As a philosophy major who went to Wall Street, Susan Hammel translates between passionate social changemakers and expert accountants. In her role as Founder of Cogent Consulting Inc., Susan is serving her second year as Minnesota Council on Foundation Executive in Residence for impact investing, designed and launched the new $20 million Minnesota Impact Investing Collaborative fund, and is leading the charge to map the Twin Cities impact investing ecosystem, thanks to support from the Bush Foundation and the Otto Bremer Trust. Susan has served as Executive Director of the Delta Dental of Minnesota Foundation and CFO for Ashoka: Innovators for the Public in Washington DC. She obtained her Masters in Public Policy from Harvard, is a Chartered Financial Analyst, and graduated cum laude Carleton College, in Northfield, Minnesota. Susan has extensive board experience, serving on the Sunrise Banks’ Advisory Board and prior chair of the Citizens League and NPH USA. A lifelong lover of water, (liquid or frozen) Susan and her family reside in Deephaven, a lakeside community outside Minneapolis where she enjoys sailing, kayaking and skiing.


Carly Hare, CHANGE Philanthropy


Carly Hare (Pawnee/Yankton) strives to live a commitment to advancing equity and community engagement through her professional and personal life. She recently stepped into the role of coalition director for CHANGE Philanthropy, after four years on the steering committee. She also served as Native Americans in Philanthropy’s executive director from 2010 to 2015 after five years of membership, and she has served on the NAP Board of Directors. Carly has served on planning committees and presented at over 30 conferences at the intersection of equity and philanthropy. She held the position of director of development for the Native American Rights Fund from 2009 to 2010. She served as director of programs for The Community Foundation Serving Boulder County for five years and is a proud daughter, sister, auntie, ally, friend, and advocate. Carly’s Pawnee name is <i kita u hoo <i  ]a  hiks, which translates into “kind leader of men.”

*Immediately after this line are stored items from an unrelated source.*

//! C2 — Balance Ledger (spec §3 "AccountBalance", §4 stake/unstake
//! scheduling, delegation, savings withdrawal requests).
use chain_primitives::{Amount, ChainError, Component, ErrorCode, Id, Timestamp};
use chain_store::Table;
use serde::{Deserialize, Serialize};

use crate::state::account::AccountId;
use crate::state::asset_registry::AssetId;

pub type SavingsWithdrawId = Id<SavingsWithdraw>;

/// Maximum concurrent savings withdrawal requests per (account, asset) pair
/// (spec §4: "≤ 100 concurrent withdrawal requests").
pub const MAX_CONCURRENT_SAVINGS_WITHDRAWALS: usize = 100;

/// One asset's full sub-balance breakdown for one account (spec §3).
#[derive(Debug, Clone, Default, Serialize, Deserialize)]
pub struct AccountBalance {
    pub account: AccountId,
    pub asset: AssetId,
    pub liquid: Amount,
    pub staked: Amount,
    pub reward: Amount,
    pub savings: Amount,
    pub delegated_out: Amount,
    pub delegated_in: Amount,
    pub stake_withdraw_rate: Amount,
    pub next_stake_withdraw: Option<Timestamp>,
    pub remaining_stake_withdraw: Amount,
}

impl AccountBalance {
    fn new(account: AccountId, asset: AssetId) -> Self {
        AccountBalance { account, asset, ..Default::default() }
    }

    /// Total value owned by this account in this asset, across every
    /// sub-balance (spec §3 conservation invariant operand).
    pub fn total(&self) -> Amount {
        self.liquid
            .saturating_add(self.staked)
            .saturating_add(self.reward)
            .saturating_add(self.savings)
            .saturating_add(self.delegated_out)
    }
}

#[derive(Debug, Clone, Serialize, Deserialize)]
pub struct SavingsWithdraw {
    pub id: SavingsWithdrawId,
    pub from: AccountId,
    pub to: AccountId,
    pub asset: AssetId,
    pub amount: Amount,
    pub memo: String,
    pub complete_at: Timestamp,
}

#[derive(Default)]
pub struct BalanceBook {
    pub balances: Table<(AccountId, AssetId), AccountBalance>,
    pub savings_withdrawals: Table<SavingsWithdrawId, SavingsWithdraw>,
    pub next_withdraw_id: chain_primitives::IdAllocator<SavingsWithdraw>,
}

impl chain_store::Transactional for BalanceBook {
    fn begin_scope(&mut self) {
        self.balances.begin_scope();
        self.savings_withdrawals.begin_scope();
    }
    fn commit_scope(&mut self) {
        self.balances.commit_scope();
        self.savings_withdrawals.commit_scope();
    }
    fn abort_scope(&mut self) {
        self.balances.abort_scope();
        self.savings_withdrawals.abort_scope();
    }
}

impl BalanceBook {
    fn ensure_row(&mut self, account: AccountId, asset: AssetId) {
        if self.balances.get(&(account, asset)).is_none() {
            self.balances.insert((account, asset), AccountBalance::new(account, asset));
        }
    }

    pub fn liquid_of(&self, account: AccountId, asset: AssetId) -> Amount {
        self.balances.get(&(account, asset)).map(|b| b.liquid).unwrap_or(Amount::ZERO)
    }

    /// Credits `amount` to `account`'s liquid sub-balance, creating the row
    /// on first use.
    pub fn credit_liquid(&mut self, account: AccountId, asset: AssetId, amount: Amount) {
        self.ensure_row(account, asset);
        self.balances.modify(&(account, asset), |b| b.liquid = b.liquid.saturating_add(amount));
    }

    /// Credits `amount` to `account`'s savings sub-balance, creating the row
    /// on first use.
    pub fn credit_savings(&mut self, account: AccountId, asset: AssetId, amount: Amount) {
        self.ensure_row(account, asset);
        self.balances.modify(&(account, asset), |b| b.savings = b.savings.saturating_add(amount));
    }

    /// Debits `amount` from `account`'s liquid sub-balance, failing with
    /// `InsufficientBalance` rather than going negative (spec §3: "no
    /// sub-balance may go negative").
    pub fn debit_liquid(&mut self, account: AccountId, asset: AssetId, amount: Amount) -> Result<(), ChainError> {
        let have = self.liquid_of(account, asset);
        if have < amount {
            return Err(chain_primitives::chain_error!(
                ErrorCode::InsufficientBalance,
                Component::BalanceLedger,
                "account {account} has {have} of asset {asset:?}, needs {amount}"
            ));
        }
        self.balances.modify(&(account, asset), |b| b.liquid = b.liquid.saturating_sub(amount));
        Ok(())
    }

    /// Moves `amount` from liquid into the staking sub-balance (spec §4:
    /// stake begins accruing voting/interest weight immediately, unstake is
    /// what's scheduled).
    pub fn stake(&mut self, account: AccountId, asset: AssetId, amount: Amount) -> Result<(), ChainError> {
        self.debit_liquid(account, asset, amount)?;
        self.ensure_row(account, asset);
        self.balances.modify(&(account, asset), |b| b.staked = b.staked.saturating_add(amount));
        Ok(())
    }

    /// Begins an unstake schedule: `stake_intervals` equal payments of
    /// `total / stake_intervals`, released on successive `advance_unstake`
    /// calls, starting at `first_payment`.
    pub fn begin_unstake(
        &mut self,
        account: AccountId,
        asset: AssetId,
        total: Amount,
        stake_intervals: u32,
        first_payment: Timestamp,
    ) -> Result<(), ChainError> {
        let staked = self.balances.get(&(account, asset)).map(|b| b.staked).unwrap_or(Amount::ZERO);
        if staked < total {
            return Err(chain_primitives::chain_error!(
                ErrorCode::InsufficientBalance,
                Component::BalanceLedger,
                "account {account} has only {staked} staked in asset {asset:?}, cannot schedule {total}"
            ));
        }
        let rate = total
            .checked_div(Amount::from(i64::from(stake_intervals.max(1))))
            .unwrap_or(Amount::ZERO);
        self.balances.modify(&(account, asset), |b| {
            b.stake_withdraw_rate = rate;
            b.remaining_stake_withdraw = total;
            b.next_stake_withdraw = Some(first_payment);
        });
        Ok(())
    }

    /// Releases one unstake installment if `now >= next_stake_withdraw`,
    /// moving `min(rate, remaining)` from staked to liquid. Returns the
    /// amount released, or `Amount::ZERO` if nothing was due.
    pub fn advance_unstake(&mut self, account: AccountId, asset: AssetId, now: Timestamp, interval: chain_primitives::Duration) -> Amount {
        let Some(balance) = self.balances.get(&(account, asset)) else {
            return Amount::ZERO;
        };
        let Some(due) = balance.next_stake_withdraw else {
            return Amount::ZERO;
        };
        if now < due {
            return Amount::ZERO;
        }
        let released = balance.stake_withdraw_rate.min(balance.remaining_stake_withdraw);
        self.balances.modify(&(account, asset), |b| {
            b.staked = b.staked.saturating_sub(released);
            b.liquid = b.liquid.saturating_add(released);
            b.remaining_stake_withdraw = b.remaining_stake_withdraw.saturating_sub(released);
            b.next_stake_withdraw = if b.remaining_stake_withdraw.is_zero() { None } else { Some(due + interval) };
        });
        released
    }

    /// Delegates `amount` of staked weight from `from` to `to`, without
    /// moving funds: `delegated_out` on the delegator and `delegated_in` on
    /// the recipient track the same amount for voting-power accounting.
    pub fn delegate(&mut self, from: AccountId, to: AccountId, asset: AssetId, amount: Amount) -> Result<(), ChainError> {
        let available = self.balances.get(&(from, asset)).map(|b| b.staked.saturating_sub(b.delegated_out)).unwrap_or(Amount::ZERO);
        if available < amount {
            return Err(chain_primitives::chain_error!(
                ErrorCode::InsufficientBalance,
                Component::BalanceLedger,
                "account {from} has only {available} undelegated stake in asset {asset:?}"
            ));
        }
        self.balances.modify(&(from, asset), |b| b.delegated_out = b.delegated_out.saturating_add(amount));
        self.ensure_row(to, asset);
        self.balances.modify(&(to, asset), |b| b.delegated_in = b.delegated_in.saturating_add(amount));
        Ok(())
    }

    /// Opens a savings withdrawal request (spec §4: 3-day unlock, ≤100
    /// concurrent per account+asset).
    pub fn request_savings_withdraw(
        &mut self,
        from: AccountId,
        to: AccountId,
        asset: AssetId,
        amount: Amount,
        memo: String,
        complete_at: Timestamp,
    ) -> Result<SavingsWithdrawId, ChainError> {
        let have = self.balances.get(&(from, asset)).map(|b| b.savings).unwrap_or(Amount::ZERO);
        if have < amount {
            return Err(chain_primitives::chain_error!(
                ErrorCode::InsufficientBalance,
                Component::BalanceLedger,
                "account {from} has {have} in savings of asset {asset:?}, needs {amount}"
            ));
        }
        let pending = self.savings_withdrawals.iter().filter(|(_, w)| w.from == from && w.asset == asset).count();
        if pending >= MAX_CONCURRENT_SAVINGS_WITHDRAWALS {
            return Err(chain_primitives::chain_error!(
                ErrorCode::TooManyConcurrentRequests,
                Component::BalanceLedger,
                "account {from} already has {pending} pending savings withdrawals in asset {asset:?}"
            ));
        }
        self.balances.modify(&(from, asset), |b| b.savings = b.savings.saturating_sub(amount));
        let id = self.next_withdraw_id.allocate();
        self.savings_withdrawals.insert(id, SavingsWithdraw { id, from, to, asset, amount, memo, complete_at });
        Ok(id)
    }

    /// Transfers up to `amount` from `from`'s staked sub-balance to `to`'s
    /// staked sub-balance, capped at what `from` actually has staked (spec
    /// §8 producer-violation slashing: a penalty can never drive a balance
    /// negative). Returns the amount actually moved.
    pub fn slash_stake(&mut self, from: AccountId, to: AccountId, asset: AssetId, amount: Amount) -> Amount {
        let available = self.balances.get(&(from, asset)).map(|b| b.staked).unwrap_or(Amount::ZERO);
        let moved = amount.min(available);
        if moved.is_zero() {
            return moved;
        }
        self.balances.modify(&(from, asset), |b| b.staked = b.staked.saturating_sub(moved));
        self.ensure_row(to, asset);
        self.balances.modify(&(to, asset), |b| b.staked = b.staked.saturating_add(moved));
        moved
    }

    /// Settles every savings withdrawal whose `complete_at <= now`,
    /// returning the ids settled. Called from the maintenance sweep.
    pub fn settle_due_savings_withdrawals(&mut self, now: Timestamp) -> Vec<SavingsWithdrawId> {
        let due: Vec<SavingsWithdrawId> = self
            .savings_withdrawals
            .iter()
            .filter(|(_, w)| w.complete_at <= now)
            .map(|(id, _)| *id)
            .collect();
        for id in &due {
            let withdraw = self.savings_withdrawals.remove(id).expect("id came from this table");
            self.credit_liquid(withdraw.to, withdraw.asset, withdraw.amount);
        }
        due
    }
}

#[cfg(test)]
mod tests {
    use super::*;

    fn acc(n: u64) -> AccountId {
        AccountId::new(n)
    }
    fn ast(n: u64) -> AssetId {
        AssetId::new(n)
    }

    #[test]
    fn debit_rejects_insufficient_liquid_balance() {
        let mut book = BalanceBook::default();
        book.credit_liquid(acc(1), ast(1), Amount::from(5i64));
        assert!(book.debit_liquid(acc(1), ast(1), Amount::from(10i64)).is_err());
        assert!(book.debit_liquid(acc(1), ast(1), Amount::from(5i64)).is_ok());
    }

    #[test]
    fn unstake_schedule_releases_equal_installments() {
        let mut book = BalanceBook::default();
        book.credit_liquid(acc(1), ast(1), Amount::from(100i64));
        book.stake(acc(1), ast(1), Amount::from(100i64)).unwrap();
        book.begin_unstake(acc(1), ast(1), Amount::from(100i64), 4, Timestamp::from_secs(100)).unwrap();

        assert_eq!(book.advance_unstake(acc(1), ast(1), Timestamp::from_secs(50), chain_primitives::Duration::from_secs(10)), Amount::ZERO);
        let released = book.advance_unstake(acc(1), ast(1), Timestamp::from_secs(100), chain_primitives::Duration::from_secs(10));
        assert_eq!(released, Amount::from(25i64));
        assert_eq!(book.liquid_of(acc(1), ast(1)), Amount::from(25i64));
    }

    #[test]
    fn savings_withdrawal_request_cap_is_enforced() {
        let mut book = BalanceBook::default();
        book.balances.insert(
            (acc(1), ast(1)),
            AccountBalance { account: acc(1), asset: ast(1), savings: Amount::from(1_000_000i64), ..Default::default() },
        );
        for _ in 0..MAX_CONCURRENT_SAVINGS_WITHDRAWALS {
            book.request_savings_withdraw(acc(1), acc(2), ast(1), Amount::from(1i64), String::new(), Timestamp::from_secs(0)).unwrap();
        }
        assert!(book.request_savings_withdraw(acc(1), acc(2), ast(1), Amount::from(1i64), String::new(), Timestamp::from_secs(0)).is_err());
    }

    #[test]
    fn savings_withdrawal_settles_when_due() {
        let mut book = BalanceBook::default();
        book.balances.insert(
            (acc(1), ast(1)),
            AccountBalance { account: acc(1), asset: ast(1), savings: Amount::from(10i64), ..Default::default() },
        );
        book.request_savings_withdraw(acc(1), acc(2), ast(1), Amount::from(10i64), String::new(), Timestamp::from_secs(259_200)).unwrap();
        assert!(book.settle_due_savings_withdrawals(Timestamp::from_secs(0)).is_empty());
        let settled = book.settle_due_savings_withdrawals(Timestamp::from_secs(259_200));
        assert_eq!(settled.len(), 1);
        assert_eq!(book.liquid_of(acc(2), ast(1)), Amount::from(10i64));
    }
}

Nichole Hoeflich, Grantmakers for Effective Organizations

Nichole Hoeflich is a program specialist at Grantmakers for Effective Organizations. As part of GEO’s program team, Nichole supports content planning and development for GEO conferences, remote learning opportunities, publications and other programming. Before joining GEO she worked at the Center for American Progress as a Graduate Student Fellow on their K-12 Education Policy team. Prior to this, she taught high school social studies at Ivy Collegiate Academy, an international boarding school in Taichung City, Taiwan, where she also served as the dean of students and the social studies department chair. Nichole earned her masters of science in public policy and management from Carnegie Mellon University’s Heinz College and her bachelor of arts in history and education from Clarke University.


Lyn Hunter, Philanthropy Northwest

As senior program manager, Lyn helps build stronger connections between Philanthropy Northwest's partners, communities and region. Her work includes producing Philanthropy Northwest conferences and convenings of the Alaska Funders Group and Pierce County Funders Group, Rural Funders Group and Women's Cohort. Lyn also connects, builds knowledge and works to inspire action in various areas of interest for members such as Native issues and immigrant and refugee work. In her former life, Lyn worked in public relations and marketing in the wireless software and legal industries. Before joining Philanthropy Northwest’s team, she worked as a development officer at the United Way of King County and developed programming for conflict resolution trainings. Lyn currently serves on the board of Sound Child Care Solutions. On weekends, she enjoys outdoor adventures with her husband and daughter in pursuit of their favorite “ings” – hiking, biking, camping and eating. Lyn is a graduate of Lewis & Clark College in Portland, Oregon.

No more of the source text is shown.